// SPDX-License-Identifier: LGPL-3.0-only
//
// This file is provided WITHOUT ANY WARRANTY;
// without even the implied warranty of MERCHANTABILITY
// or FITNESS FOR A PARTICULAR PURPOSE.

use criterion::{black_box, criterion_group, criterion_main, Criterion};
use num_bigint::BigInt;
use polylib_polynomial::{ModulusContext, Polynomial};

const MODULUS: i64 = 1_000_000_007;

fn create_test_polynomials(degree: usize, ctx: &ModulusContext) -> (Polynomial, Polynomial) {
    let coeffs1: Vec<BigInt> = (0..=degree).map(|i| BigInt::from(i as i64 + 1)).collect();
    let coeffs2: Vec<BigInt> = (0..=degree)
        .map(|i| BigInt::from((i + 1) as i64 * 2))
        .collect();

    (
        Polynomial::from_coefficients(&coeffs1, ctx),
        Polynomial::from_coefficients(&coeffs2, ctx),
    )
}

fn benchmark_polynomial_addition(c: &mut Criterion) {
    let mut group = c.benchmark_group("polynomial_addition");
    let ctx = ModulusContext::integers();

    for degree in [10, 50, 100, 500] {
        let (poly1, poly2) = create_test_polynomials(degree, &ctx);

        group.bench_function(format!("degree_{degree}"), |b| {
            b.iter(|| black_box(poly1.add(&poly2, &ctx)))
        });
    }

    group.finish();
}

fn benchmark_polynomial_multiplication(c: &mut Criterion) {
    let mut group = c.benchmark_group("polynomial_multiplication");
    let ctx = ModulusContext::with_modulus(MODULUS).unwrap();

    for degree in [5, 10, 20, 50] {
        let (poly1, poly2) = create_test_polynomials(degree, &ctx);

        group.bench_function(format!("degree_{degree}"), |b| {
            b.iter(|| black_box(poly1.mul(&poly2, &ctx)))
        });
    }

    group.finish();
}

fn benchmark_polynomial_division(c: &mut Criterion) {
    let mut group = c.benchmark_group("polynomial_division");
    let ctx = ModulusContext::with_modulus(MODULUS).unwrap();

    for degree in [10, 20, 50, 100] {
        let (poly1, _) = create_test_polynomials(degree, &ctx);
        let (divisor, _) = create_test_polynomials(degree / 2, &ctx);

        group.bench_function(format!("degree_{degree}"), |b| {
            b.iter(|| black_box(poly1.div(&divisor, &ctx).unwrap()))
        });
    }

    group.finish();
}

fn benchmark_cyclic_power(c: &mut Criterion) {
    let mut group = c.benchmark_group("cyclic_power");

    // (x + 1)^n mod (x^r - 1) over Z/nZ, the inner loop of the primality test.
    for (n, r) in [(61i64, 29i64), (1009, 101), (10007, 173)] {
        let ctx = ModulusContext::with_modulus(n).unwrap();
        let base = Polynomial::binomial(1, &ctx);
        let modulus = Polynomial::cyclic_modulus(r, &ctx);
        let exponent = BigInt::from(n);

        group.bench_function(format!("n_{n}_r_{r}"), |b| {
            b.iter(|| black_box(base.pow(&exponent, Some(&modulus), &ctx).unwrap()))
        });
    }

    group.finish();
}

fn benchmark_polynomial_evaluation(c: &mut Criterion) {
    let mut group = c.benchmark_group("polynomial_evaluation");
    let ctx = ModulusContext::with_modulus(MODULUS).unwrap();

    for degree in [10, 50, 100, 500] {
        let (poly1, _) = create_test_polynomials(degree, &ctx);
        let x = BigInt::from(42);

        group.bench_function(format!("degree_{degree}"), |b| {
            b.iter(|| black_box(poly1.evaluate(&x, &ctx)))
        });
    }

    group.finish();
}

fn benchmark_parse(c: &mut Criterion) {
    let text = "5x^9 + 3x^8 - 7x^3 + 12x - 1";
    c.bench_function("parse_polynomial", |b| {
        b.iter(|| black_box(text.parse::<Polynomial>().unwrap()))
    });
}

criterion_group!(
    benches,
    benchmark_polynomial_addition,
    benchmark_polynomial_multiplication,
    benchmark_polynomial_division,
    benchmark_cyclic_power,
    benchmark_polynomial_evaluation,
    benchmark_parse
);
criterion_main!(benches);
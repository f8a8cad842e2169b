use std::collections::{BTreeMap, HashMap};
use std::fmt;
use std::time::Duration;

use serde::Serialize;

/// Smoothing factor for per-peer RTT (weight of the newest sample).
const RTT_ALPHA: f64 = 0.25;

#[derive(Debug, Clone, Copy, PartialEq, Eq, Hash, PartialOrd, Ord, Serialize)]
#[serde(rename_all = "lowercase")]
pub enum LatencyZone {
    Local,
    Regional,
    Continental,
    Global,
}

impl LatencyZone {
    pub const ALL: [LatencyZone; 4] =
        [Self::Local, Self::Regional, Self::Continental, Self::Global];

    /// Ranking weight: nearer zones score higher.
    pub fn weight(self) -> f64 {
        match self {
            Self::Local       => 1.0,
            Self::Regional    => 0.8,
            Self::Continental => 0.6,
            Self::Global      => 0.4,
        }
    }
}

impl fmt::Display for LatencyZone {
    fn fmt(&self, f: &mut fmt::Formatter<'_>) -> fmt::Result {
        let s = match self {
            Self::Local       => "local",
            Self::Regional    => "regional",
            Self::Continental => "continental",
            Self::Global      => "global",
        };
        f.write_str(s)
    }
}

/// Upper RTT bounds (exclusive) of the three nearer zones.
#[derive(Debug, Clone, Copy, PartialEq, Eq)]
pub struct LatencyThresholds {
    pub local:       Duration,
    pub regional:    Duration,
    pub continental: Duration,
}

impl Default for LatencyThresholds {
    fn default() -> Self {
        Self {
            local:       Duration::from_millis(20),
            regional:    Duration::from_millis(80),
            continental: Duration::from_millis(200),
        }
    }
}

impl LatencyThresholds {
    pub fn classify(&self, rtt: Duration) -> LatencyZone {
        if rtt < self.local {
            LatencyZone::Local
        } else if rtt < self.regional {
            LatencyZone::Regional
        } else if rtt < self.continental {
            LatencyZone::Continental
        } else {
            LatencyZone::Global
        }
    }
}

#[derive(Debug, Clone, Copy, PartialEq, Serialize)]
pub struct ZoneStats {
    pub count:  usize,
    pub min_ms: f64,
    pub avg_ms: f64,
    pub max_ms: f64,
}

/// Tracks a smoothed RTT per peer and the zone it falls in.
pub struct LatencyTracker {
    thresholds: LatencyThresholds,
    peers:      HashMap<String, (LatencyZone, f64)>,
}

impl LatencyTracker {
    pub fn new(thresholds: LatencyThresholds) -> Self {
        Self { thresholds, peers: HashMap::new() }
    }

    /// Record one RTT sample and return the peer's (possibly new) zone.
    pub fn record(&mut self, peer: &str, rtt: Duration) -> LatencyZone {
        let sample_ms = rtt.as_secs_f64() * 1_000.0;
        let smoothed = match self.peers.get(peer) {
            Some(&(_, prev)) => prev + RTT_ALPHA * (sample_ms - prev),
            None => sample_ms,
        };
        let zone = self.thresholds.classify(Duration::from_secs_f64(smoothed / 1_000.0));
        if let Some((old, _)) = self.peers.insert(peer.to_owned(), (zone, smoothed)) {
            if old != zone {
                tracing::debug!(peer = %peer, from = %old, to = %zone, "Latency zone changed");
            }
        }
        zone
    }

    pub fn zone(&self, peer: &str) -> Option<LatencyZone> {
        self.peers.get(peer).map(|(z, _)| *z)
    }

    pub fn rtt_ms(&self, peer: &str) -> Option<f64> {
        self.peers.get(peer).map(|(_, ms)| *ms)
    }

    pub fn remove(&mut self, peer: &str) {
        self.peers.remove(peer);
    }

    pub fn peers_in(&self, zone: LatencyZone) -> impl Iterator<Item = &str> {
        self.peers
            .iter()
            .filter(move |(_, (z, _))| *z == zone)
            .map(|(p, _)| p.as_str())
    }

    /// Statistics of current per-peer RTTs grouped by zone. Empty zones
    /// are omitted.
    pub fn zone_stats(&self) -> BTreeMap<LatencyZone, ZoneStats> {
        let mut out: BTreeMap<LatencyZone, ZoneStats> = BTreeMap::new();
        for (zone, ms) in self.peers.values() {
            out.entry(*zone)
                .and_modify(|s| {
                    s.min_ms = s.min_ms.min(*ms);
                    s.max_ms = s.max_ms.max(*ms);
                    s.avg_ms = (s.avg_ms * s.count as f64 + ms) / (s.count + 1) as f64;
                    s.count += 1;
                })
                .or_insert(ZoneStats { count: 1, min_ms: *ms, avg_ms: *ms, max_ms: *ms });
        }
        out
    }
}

■ ■ ■ ■

_Task instructions_:
Go through the listing above and find each line containing the string "serde"; copy those lines.

_Completed task_:
use serde::Serialize;
#[serde(rename_all = "lowercase")]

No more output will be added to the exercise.